Illawarra Women’s Trauma Recovery Centre overlooked in 2022 NSW budget
Shellharbour MP Anna Watson has slammed the NSW government’s decision to overlook the “last piece in the puzzle” and not fund the Illawarra Women’s Trauma Recovery Centre.
After receiving $25 million in the federal budget in March, the final hurdle in establishing the world first centre was funding from the NSW government to operate out of a government-owned site.
“We had identified a brilliant site for this to happen [but] there was no money in the budget, which I was very disappointed and surprised [about], to be honest,” Ms Watson said.
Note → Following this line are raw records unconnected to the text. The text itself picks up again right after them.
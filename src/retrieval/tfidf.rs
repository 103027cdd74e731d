//! From-scratch TF-IDF keyword index over (1,2)-gram tokens. Rebuilt
//! incrementally per document whenever ingestion completes for that
//! document; queries are tokenized the same way and scored by cosine
//! similarity against the cached per-chunk sparse vectors.

use dashmap::DashMap;
use std::collections::HashMap;
use unicode_segmentation::UnicodeSegmentation;

use crate::store::models::{Chunk, DocumentId};

const STOP_WORDS: &[&str] = &[
    "the", "a", "an", "and", "or", "of", "to", "in", "on", "for", "is", "are",
    "was", "were", "with", "as", "by", "that", "this", "it", "be", "at", "from",
];

fn tokenize(text: &str) -> Vec<String> {
    let unigrams: Vec<String> = text
        .unicode_words()
        .map(|w| w.to_lowercase())
        .filter(|w| w.len() > 1 && !STOP_WORDS.contains(&w.as_str()))
        .collect();

    let mut tokens = unigrams.clone();
    for window in unigrams.windows(2) {
        tokens.push(format!("{} {}", window[0], window[1]));
    }
    tokens
}

fn term_frequencies(tokens: &[String]) -> HashMap<String, f32> {
    let mut counts: HashMap<String, f32> = HashMap::new();
    for token in tokens {
        *counts.entry(token.clone()).or_insert(0.0) += 1.0;
    }
    let total = tokens.len().max(1) as f32;
    for v in counts.values_mut() {
        *v /= total;
    }
    counts
}

#[derive(Clone)]
struct IndexedChunk {
    chunk_id: String,
    document_id: DocumentId,
    tf: HashMap<String, f32>,
}

#[derive(Default)]
pub struct TfidfIndex {
    chunks: DashMap<String, IndexedChunk>,
    document_frequency: DashMap<String, usize>,
    document_count: std::sync::atomic::AtomicUsize,
}

impl TfidfIndex {
    pub fn new() -> Self {
        Self::default()
    }

    pub fn remove_document(&self, document_id: DocumentId) {
        let to_remove: Vec<String> = self
            .chunks
            .iter()
            .filter(|e| e.value().document_id == document_id)
            .map(|e| e.key().clone())
            .collect();
        for chunk_id in to_remove {
            if let Some((_, indexed)) = self.chunks.remove(&chunk_id) {
                for term in indexed.tf.keys() {
                    if let Some(mut count) = self.document_frequency.get_mut(term) {
                        *count = count.saturating_sub(1);
                    }
                }
                self.document_count.fetch_sub(1, std::sync::atomic::Ordering::SeqCst);
            }
        }
    }

    pub fn index_document(&self, document_id: DocumentId, chunks: &[Chunk]) {
        self.remove_document(document_id);
        for chunk in chunks {
            let tokens = tokenize(&chunk.text);
            let tf = term_frequencies(&tokens);
            for term in tf.keys() {
                *self.document_frequency.entry(term.clone()).or_insert(0) += 1;
            }
            self.chunks.insert(
                chunk.chunk_id.clone(),
                IndexedChunk { chunk_id: chunk.chunk_id.clone(), document_id, tf },
            );
            self.document_count.fetch_add(1, std::sync::atomic::Ordering::SeqCst);
        }
    }

    fn idf(&self, term: &str) -> f32 {
        let n = self.document_count.load(std::sync::atomic::Ordering::SeqCst).max(1) as f32;
        let df = *self.document_frequency.get(term).map(|v| *v).get_or_insert(0) as f32;
        ((n + 1.0) / (df + 1.0)).ln() + 1.0
    }

    pub fn search(&self, query: &str, document_ids: &[DocumentId], top_k: usize) -> Vec<(String, DocumentId, f32)> {
        let query_tf = term_frequencies(&tokenize(query));
        if query_tf.is_empty() {
            return Vec::new();
        }
        let query_vec: HashMap<&str, f32> = query_tf
            .iter()
            .map(|(term, tf)| (term.as_str(), tf * self.idf(term)))
            .collect();
        let query_norm = query_vec.values().map(|v| v * v).sum::<f32>().sqrt().max(1e-9);

        let mut scored: Vec<(String, DocumentId, f32)> = self
            .chunks
            .iter()
            .filter(|entry| document_ids.is_empty() || document_ids.contains(&entry.value().document_id))
            .filter_map(|entry| {
                let indexed = entry.value();
                let mut dot = 0.0f32;
                let mut doc_norm_sq = 0.0f32;
                for (term, tf) in &indexed.tf {
                    let weight = tf * self.idf(term);
                    doc_norm_sq += weight * weight;
                    if let Some(q) = query_vec.get(term.as_str()) {
                        dot += q * weight;
                    }
                }
                let doc_norm = doc_norm_sq.sqrt().max(1e-9);
                let score = dot / (query_norm * doc_norm);
                if score > 0.0 {
                    Some((indexed.chunk_id.clone(), indexed.document_id, score))
                } else {
                    None
                }
            })
            .collect();

        scored.sort_by(|a, b| b.2.partial_cmp(&a.2).unwrap());
        scored.truncate(top_k);
        scored
    }
}

#[cfg(test)]
mod tests {
    use super::*;

    fn chunk(id: &str, doc: DocumentId, text: &str) -> Chunk {
        Chunk {
            chunk_id: id.to_string(),
            document_id: doc,
            ordinal: 0,
            page_number: None,
            section_title: None,
            text: text.to_string(),
            images: vec![],
            tables: vec![],
        }
    }

    #[test]
    fn exact_term_match_outranks_unrelated_chunk() {
        let index = TfidfIndex::new();
        let doc = DocumentId::new();
        index.index_document(
            doc,
            &[
                chunk("a", doc, "transformer attention mechanism for sequence modeling"),
                chunk("b", doc, "a recipe for baking sourdough bread at home"),
            ],
        );
        let results = index.search("transformer attention", &[doc], 5);
        assert_eq!(results[0].0, "a");
    }

    #[test]
    fn scoped_to_document_ids() {
        let index = TfidfIndex::new();
        let doc_a = DocumentId::new();
        let doc_b = DocumentId::new();
        index.index_document(doc_a, &[chunk("a", doc_a, "neural network training loss")]);
        index.index_document(doc_b, &[chunk("b", doc_b, "neural network training loss")]);
        let results = index.search("neural network", &[doc_a], 5);
        assert_eq!(results.len(), 1);
        assert_eq!(results[0].1, doc_a);
    }
}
“We have plans drawn up for the actual building to fit the site, everything is falling into place. It will be a world first. The last piece of the puzzle and the missing link to all of this rests in the hands of the New South Wales government,” Ms Watson said.
The push to establish a dedicated, purpose-built trauma centre had been building for years. In 2020, the NSW government put down $50,000 for a business case and design for the centre.
After federal funding was secured in the 2022 budget, excitement was building that the NSW budget would remove the last roadblock.
Sally Stevenson, general manager of the Illawarra Women’s Health Centre, said she was perplexed, disappointed and surprised by the snub from the NSW government.
“We’ve been working towards this for three years,” she said.
“[The NSW government] funded the business case 18 months ago, they know that we got the money from the Commonwealth government, so to not support us to bring this centre to a reality through the physical infrastructure of a building is really bewildering.”
Ms Watson said she would be joining Parliamentary Secretary for the Illawarra Peter Poulos to advocate for the centre to receive funding.
“He and I will go together and put our case again to the Minister to secure this property.”
Health initiatives that did receive a boost in the NSW budget included increased funding for mental health programs. NSW Mental Health Commissioner Catherine Lourey said the $2.9 billion mental health budget would support communities at a grassroots level.
“We have spoken to hundreds of people over the past six months to understand the needs of people across NSW with lived or living experience of suicidal distress, caring for someone through suicidal crisis and people who are bereaved by suicide as well as community representatives and professionals across the state,” Ms Lourey said.
“What we have heard is that a long-term, holistic approach is needed right across government that respects differences and provides programs from prevention and early intervention through to aftercare and postvention.
Funding will double the amount allocated to the Towards Zero Suicides initiatives and provides a six-fold increase to programs that support those who have survived a suicide attempt or experienced a suicidal crisis.
Mental health initiatives in the Illawarra include funding for mental health services in the future Shellharbour Hospital, but with the project delayed by a year, Ms Watson said that there was more the NSW government could do.
“I’ve been talking for some time about turning the existing Shellharbour hospital into a mental health facility,” she said.
“That would be a progressive, forward thinking, sensible thing to do.”
With the NSW government making a headline commitment to improving women’s participation in the workforce and investing in the public sector, with the much touted early child care scheme one measure signposted towards women, Ms Stevenson said this has overlooked critical issues facing the most vulnerable women, including access to affordable rental housing.
Ms Watson said the lack of attention to the Illawarra-Shoalhaven’s immediate health needs would inhibit the budget’s goals.
“They won’t fund the Trauma Recovery Centre: how can women participate in work when they’re not well, or when they’re going through domestic violence and they’ve got children to worry about,” she said.
“This is a government that knows the cost of everything, but the value of nothing.”